Incubations were terminated by the addition of 100 μl of methanol that had been prechilled to −20°C. The precipitated proteins were removed by centrifugation at 1000g. The resulting supernatant was then transferred to an HPLC vial and 150 μl of this volume directly injected onto a Shimadzu HPLC, which consisted of two LC-6A pumps, and an SCL6B system controller/autosampler (donated by Pfizer Central Research). Data were collected using JCL6000 for Windows software (Jones Chromatography, Hengoed, Wales, UK). The gradient conditions were changed from the original method. The linear gradient from 0 to 100% acetonitrile in 0.05 M ammonium acetate was reduced from 15 to 13 min to reduce the total cycle time between injections. The column used was changed to a Techsphere 5ODS2 (HPLC Technology, Macclesfield, Cheshire, UK), which gave comparable separation to the Spherisorb 5ODS2 column (HPLC Technology) used previously.
Radioactive UDPGA and glucuronides were detected using model 9701 radioactivity monitors (Reeve Analytical, Glasgow, Scotland, UK) fitted with a 200-μl flow cell packed with silanized cerium activated lithium glass as scintillant (GS1/TSX; Reeve Analytical).
Kinetic parameters were determined using the same assay conditions with a shorter incubation time of 40 min. The range of substrate concentrations used was typically 10, 50, 100, 250, 500, and 1000 μM (assays performed in duplicate). Kinetic parameters were calculated using a nonlinear regression method (Prism 2; GraphPad Software, San Diego, CA).
Inhibition of Propofol Glucuronidation by UK-157,261.
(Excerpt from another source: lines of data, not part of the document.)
//! Logging utilities
//!
//! Provides logging setup and configuration.

use env_logger::{Builder, Env};

/// Setup logging; `RUST_LOG` wins over `default_level`
pub fn setup_logging(default_level: &str) {
    Builder::from_env(Env::default().default_filter_or(default_level)).init();
}
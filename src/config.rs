//! Configuration management for locale-vault
//!
//! Values come from built-in defaults, then an optional `config.toml`,
//! then `LOCALE_VAULT_*` environment variables.

use config::{Config, ConfigBuilder, Environment, File, FileFormat, builder::DefaultState};
use log::LevelFilter;
use serde::Deserialize;
use std::path::PathBuf;
use std::str::FromStr;

const DEFAULT_STORAGE_ROOT: &str = "./locales";
const DEFAULT_LOG_LEVEL: &str = "info";
const ENV_PREFIX: &str = "LOCALE_VAULT";

/// Complete storage configuration
#[derive(Debug, Deserialize, Clone)]
pub struct VaultConfig {
    /// Directory holding the `Latest`, `Archive` and `Trash` trees
    /// Environment: LOCALE_VAULT_STORAGE_ROOT
    pub storage_root: String,

    /// Whether each written revision is fsynced before the write reports success
    /// Environment: LOCALE_VAULT_SYNC_WRITES
    pub sync_writes: bool,

    /// Fallback log filter when RUST_LOG is unset
    /// Environment: LOCALE_VAULT_LOG_LEVEL
    pub log_level: String,
}

impl Default for VaultConfig {
    fn default() -> Self {
        Self {
            storage_root: DEFAULT_STORAGE_ROOT.to_string(),
            sync_writes: true,
            log_level: DEFAULT_LOG_LEVEL.to_string(),
        }
    }
}

impl VaultConfig {
    /// Load configuration from `./config.toml` (if present) with environment overrides
    pub fn load() -> Result<Self, config::ConfigError> {
        Self::load_from("config")
    }

    /// Load configuration from the named file (extension optional, file optional)
    pub fn load_from(config_path: &str) -> Result<Self, config::ConfigError> {
        let settings = Self::defaults()?
            .add_source(File::with_name(config_path).required(false))
            .add_source(Environment::with_prefix(ENV_PREFIX).try_parsing(true))
            .build()?;

        Self::finish(settings)
    }

    /// Build configuration from TOML text without consulting the environment
    pub fn from_toml_str(text: &str) -> Result<Self, config::ConfigError> {
        let settings = Self::defaults()?
            .add_source(File::from_str(text, FileFormat::Toml))
            .build()?;

        Self::finish(settings)
    }

    fn defaults() -> Result<ConfigBuilder<DefaultState>, config::ConfigError> {
        Config::builder()
            .set_default("storage_root", DEFAULT_STORAGE_ROOT)?
            .set_default("sync_writes", true)?
            .set_default("log_level", DEFAULT_LOG_LEVEL)
    }

    fn finish(settings: Config) -> Result<Self, config::ConfigError> {
        let config: VaultConfig = settings.try_deserialize()?;
        config.validate()?;
        Ok(config)
    }

    fn validate(&self) -> Result<(), config::ConfigError> {
        if self.storage_root.trim().is_empty() {
            return Err(config::ConfigError::Message(
                "storage_root cannot be empty".into(),
            ));
        }

        if LevelFilter::from_str(&self.log_level).is_err() {
            return Err(config::ConfigError::Message(format!(
                "unknown log_level: {}",
                self.log_level
            )));
        }

        Ok(())
    }

    /// Get storage root as PathBuf
    pub fn storage_root_path(&self) -> PathBuf {
        PathBuf::from(&self.storage_root)
    }
}
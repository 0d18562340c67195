//! Error types for the pdfbatch library.
//!
//! Two distinct error types reflect two distinct failure modes:
//!
//! * [`RunError`] — **Fatal**: the run cannot proceed at all (input
//!   directory missing, consolidated output file unwritable, invalid
//!   configuration). Returned as `Err(RunError)` from [`crate::run::run`].
//!
//! * [`FileError`] — **Non-fatal**: a single input file failed (the
//!   processor errored, returned nothing, or its artifact could not be
//!   written) but every other file is still attempted. Stored inside
//!   [`crate::summary::FileOutcome`] so callers can inspect partial
//!   success rather than losing the whole batch to one bad PDF.
//!
//! There are no retries at either tier: a failed file is terminal for
//! that run, and a fatal error ends the run with whatever summary exists.

use std::path::PathBuf;
use thiserror::Error;

/// All fatal errors returned by the pdfbatch library.
///
/// Per-file failures use [`FileError`] and are stored in
/// [`crate::summary::FileOutcome`] rather than propagated here.
#[derive(Debug, Error)]
pub enum RunError {
    /// The configured input directory does not exist.
    #[error("Input directory not found: '{path}'\nCheck the path exists and is readable.")]
    InputDirNotFound { path: PathBuf },

    /// The configured input path exists but is not a directory.
    #[error("Input path is not a directory: '{path}'")]
    NotADirectory { path: PathBuf },

    /// Listing the input directory failed (bad glob, unreadable dir).
    #[error("Failed to list PDF files under '{path}': {detail}")]
    DiscoveryFailed { path: PathBuf, detail: String },

    /// Could not create or write a run-level output file.
    #[error("Failed to write output file '{path}': {source}")]
    OutputWriteFailed {
        path: PathBuf,
        #[source]
        source: std::io::Error,
    },

    /// Builder validation failed.
    #[error("Invalid configuration: {0}")]
    InvalidConfig(String),
}

/// A non-fatal error for a single input file.
///
/// Stored in [`crate::summary::FileOutcome`] when a file fails.
/// The run continues with the next file regardless.
#[derive(Debug, Clone, Error, serde::Serialize, serde::Deserialize)]
pub enum FileError {
    /// The processor returned an error for this file.
    #[error("Error processing {file}: {detail}")]
    ProcessorFailed { file: String, detail: String },

    /// The processor returned no result ("could not process").
    #[error("Failed to process: {file} (processor returned no result)")]
    EmptyResult { file: String },

    /// The result was produced but its JSON artifact could not be written.
    #[error("Failed to write artifact for {file}: {detail}")]
    ArtifactWriteFailed { file: String, detail: String },
}

impl FileError {
    /// The name of the input file this failure belongs to.
    pub fn file(&self) -> &str {
        match self {
            FileError::ProcessorFailed { file, .. }
            | FileError::EmptyResult { file }
            | FileError::ArtifactWriteFailed { file, .. } => file,
        }
    }
}

#[cfg(test)]
mod tests {
    use super::*;

    #[test]
    fn input_dir_not_found_display() {
        let e = RunError::InputDirNotFound {
            path: PathBuf::from("/no/such/dir"),
        };
        let msg = e.to_string();
        assert!(msg.contains("/no/such/dir"), "got: {msg}");
    }

    #[test]
    fn processor_failed_display_names_file_and_cause() {
        let e = FileError::ProcessorFailed {
            file: "b.pdf".into(),
            detail: "corrupt".into(),
        };
        let msg = e.to_string();
        assert!(msg.contains("b.pdf"));
        assert!(msg.contains("corrupt"));
    }

    #[test]
    fn empty_result_display() {
        let e = FileError::EmptyResult {
            file: "scan.pdf".into(),
        };
        assert!(e.to_string().contains("scan.pdf"));
    }

    #[test]
    fn file_error_exposes_file_name() {
        let e = FileError::ArtifactWriteFailed {
            file: "a.pdf".into(),
            detail: "disk full".into(),
        };
        assert_eq!(e.file(), "a.pdf");
    }

    #[test]
    fn file_error_round_trips_through_json() {
        let e = FileError::ProcessorFailed {
            file: "x.pdf".into(),
            detail: "bad xref".into(),
        };
        let json = serde_json::to_string(&e).unwrap();
        let back: FileError = serde_json::from_str(&json).unwrap();
        assert_eq!(back.file(), "x.pdf");
    }
}
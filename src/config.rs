//! Configuration for a batch run.
//!
//! Everything a run needs is resolved once, up front, into a [`RunConfig`]
//! and passed explicitly to [`crate::run::run`] — there is no ambient
//! process-wide state. Built via [`RunConfigBuilder`] so callers set only
//! the knobs they care about.

use crate::error::RunError;
use crate::processor::PdfProcessor;
use crate::progress::ProgressCallback;
use std::fmt;
use std::path::PathBuf;
use std::sync::Arc;

/// Where the results of a run go.
#[derive(Debug, Clone, Default, PartialEq, Eq)]
pub enum OutputMode {
    /// Log and tally only; nothing is written to disk.
    #[default]
    Report,
    /// One `<stem>_processed.json` artifact per successful file, written
    /// into the given directory (created if absent).
    Artifacts(PathBuf),
    /// One JSON document collecting every successful result, written to
    /// the given file at the end of the run.
    Consolidated(PathBuf),
}

/// Configuration for one batch run.
///
/// # Example
/// ```rust
/// use pdfbatch::{OutputMode, RunConfig};
///
/// let config = RunConfig::builder("base")
///     .recursive(true)
///     .output(OutputMode::Artifacts("uploads".into()))
///     .build()
///     .unwrap();
/// # let _ = config;
/// ```
#[derive(Clone)]
pub struct RunConfig {
    /// Directory holding the input PDFs.
    pub input_dir: PathBuf,

    /// Search subdirectories too. Default: false (top-level glob only).
    pub recursive: bool,

    /// Result destination. Default: [`OutputMode::Report`].
    pub output: OutputMode,

    /// Injected processor. When `None` the built-in
    /// [`crate::processor::HeaderScan`] is used.
    pub processor: Option<Arc<dyn PdfProcessor>>,

    /// Optional per-file progress observer.
    pub progress: Option<ProgressCallback>,
}

impl fmt::Debug for RunConfig {
    fn fmt(&self, f: &mut fmt::Formatter<'_>) -> fmt::Result {
        f.debug_struct("RunConfig")
            .field("input_dir", &self.input_dir)
            .field("recursive", &self.recursive)
            .field("output", &self.output)
            .field("processor", &self.processor.as_ref().map(|_| "<dyn PdfProcessor>"))
            .field("progress", &self.progress.as_ref().map(|_| "<dyn RunProgressCallback>"))
            .finish()
    }
}

impl RunConfig {
    /// Create a new builder rooted at the given input directory.
    pub fn builder(input_dir: impl Into<PathBuf>) -> RunConfigBuilder {
        RunConfigBuilder {
            config: RunConfig {
                input_dir: input_dir.into(),
                recursive: false,
                output: OutputMode::default(),
                processor: None,
                progress: None,
            },
        }
    }
}

/// Builder for [`RunConfig`].
pub struct RunConfigBuilder {
    config: RunConfig,
}

impl RunConfigBuilder {
    pub fn recursive(mut self, v: bool) -> Self {
        self.config.recursive = v;
        self
    }

    pub fn output(mut self, mode: OutputMode) -> Self {
        self.config.output = mode;
        self
    }

    pub fn processor(mut self, processor: Arc<dyn PdfProcessor>) -> Self {
        self.config.processor = Some(processor);
        self
    }

    pub fn progress(mut self, callback: ProgressCallback) -> Self {
        self.config.progress = Some(callback);
        self
    }

    /// Build the configuration, validating constraints.
    ///
    /// Existence of `input_dir` is checked at run time, not here, so a
    /// config can be built before the directory does.
    pub fn build(self) -> Result<RunConfig, RunError> {
        let c = &self.config;
        if c.input_dir.as_os_str().is_empty() {
            return Err(RunError::InvalidConfig("input_dir must not be empty".into()));
        }
        match &c.output {
            OutputMode::Artifacts(dir) if dir.as_os_str().is_empty() => {
                return Err(RunError::InvalidConfig(
                    "artifact directory must not be empty".into(),
                ));
            }
            OutputMode::Consolidated(path) if path.as_os_str().is_empty() => {
                return Err(RunError::InvalidConfig(
                    "consolidated output path must not be empty".into(),
                ));
            }
            _ => {}
        }
        Ok(self.config)
    }
}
Propofol glucuronidation has been found to be carried out by UGT1A9 (Ebner and Burchell, 1993). The effect of increasing concentrations of UK-157,261 (0–250 μM) on this reaction was studied. The propofol concentration range studied was 50 to 750 μM. Incubations were carried out 37°C for 40 min in the presence of 2 mM [14C]UDPGA (approximately 0.1 μCi). Incubations were terminated as described above. However, propofol and UK-157,261 glucuronides were found to coelute on the gradient system and an isocratic HPLC system was developed to separate them. The chromatography conditions were acetonitrile/0.05 M ammonium acetate pH 5.2 (25:75, v/v) at a flow rate of 1 ml/min. [14C]UDPGA and glucuronide conjugates were detected as in the gradient HPLC assays. The propofol glucuronide eluted at 6.4 min and the UK-157,261 glucuronide eluted at 5.3 min. The total run time for each injection was 8 min. All assays were performed in duplicate.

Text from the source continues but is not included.